Karlheinz Stockhausen. Über Musik, Kunst, Gott und die Welt – Blickwinkel – Komponistenalltag / Hrsg. von Imke Misch. – Kürten: Stockhausen, 2014. – X, 496 S.: Notenbeisp., Abb., Register (Texte zur Musik 1991–1998 ; 14)
ISBN 978-3-9815317-4-9 : € 50,00 (geb.)
Innerhalb der neu erschienenen sieben Bänden mit ausgewählten Texten aus den Jahren 1991–1998 (Bd. 11–14) und 1998–2007 (Bd. 15–17), die die bisherige zehnbändige Sammlung von Stockhausens Schriften bis in sein Todesjahr hinein weiterführen (vgl. die Rezension), fällt der Band 14 auf: Gleichsam als ,Achse‘ der siebenteiligen Folge enthält er umfangreiche Interviews, Texte, Lebenszeugnisse und Dokumente, die sich allgemeinen Themen, Grundsätzlichem und manchmal auch vermeintlich Abgelegenem zuwenden.
Man muss kein Stockhausen-Experte oder Liebhaber seiner Musik sein, um an dem von Imke Misch sorgfältig edierten und vom Stockhausen-Verlag mit Fotos und Abbildungen überaus reichhaltig ausgestatteten Band seine Freude zu haben und ihn mit Gewinn zu lesen. Die Lektüre erinnert so manches Mal an beeindruckende Reiseziele, die man am liebsten niemandem verraten möchte, damit sie nicht vom schnöden Tourismus zerstört werden. Denn klar ist: Auch in diesem Band verleugnet Stockhausen nicht seine häufig kritisierten zentralen Auffassungen über die fundamentale Bedeutung der Musik, über deren Funktion als geistig-geistliches Mittel zur Erweiterung des menschlichen Bewusstseins, über seine eigene Rolle als bloßes – wenn auch überaus produktives – Medium. Und auch hier wird deutlich, wie stark die heutige Vorstellung unserer Gesellschaft über das, was Kunst – und besonders Musik – ist und sein soll, hinter Stockhausens Denken zurückfällt.
Der erste, mit über 300 Seiten umfassendste Teil der Sammlung versammelt Interviews und Gespräche, die sich – wie die Überschrift der Herausgeberin pointiert zusammenfasst – „Musik, Kunst, Gott und die Welt“ als Themen vornehmen.

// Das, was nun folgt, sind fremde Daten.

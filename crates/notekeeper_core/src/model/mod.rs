//! Domain model for persisted notes.
//!
//! # Responsibility
//! - Define the canonical note record and its JSON shape.
//! - Provide validation rules shared by store and edit session.
//!
//! # Invariants
//! - Every note is identified by a stable, unique `NoteId`.
//! - Deletion is a hard removal; no tombstones are kept.

pub mod note;
pub mod preview;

Ein zweiter Teil („Blickwinkel“) stellt kleinere Texte und Umfragen Stockhausens zusammen, während der dritte Abschnitt („Komponistenalltag“) Umfragen, Reden bei ausgewählten Anlässen wie Preisverleihungen und Korrespondenzen umfasst. Auch wenn die Liebhaber des Biographischen dabei auf ihre Kosten kommen dürften, zielt die sorgfältige Auswahl der Texte jedoch immer auf substantielle Aussagen, auf pointierte Äußerungen zu Werk und – für Stockhausen untrennbar damit verknüpft – Leben.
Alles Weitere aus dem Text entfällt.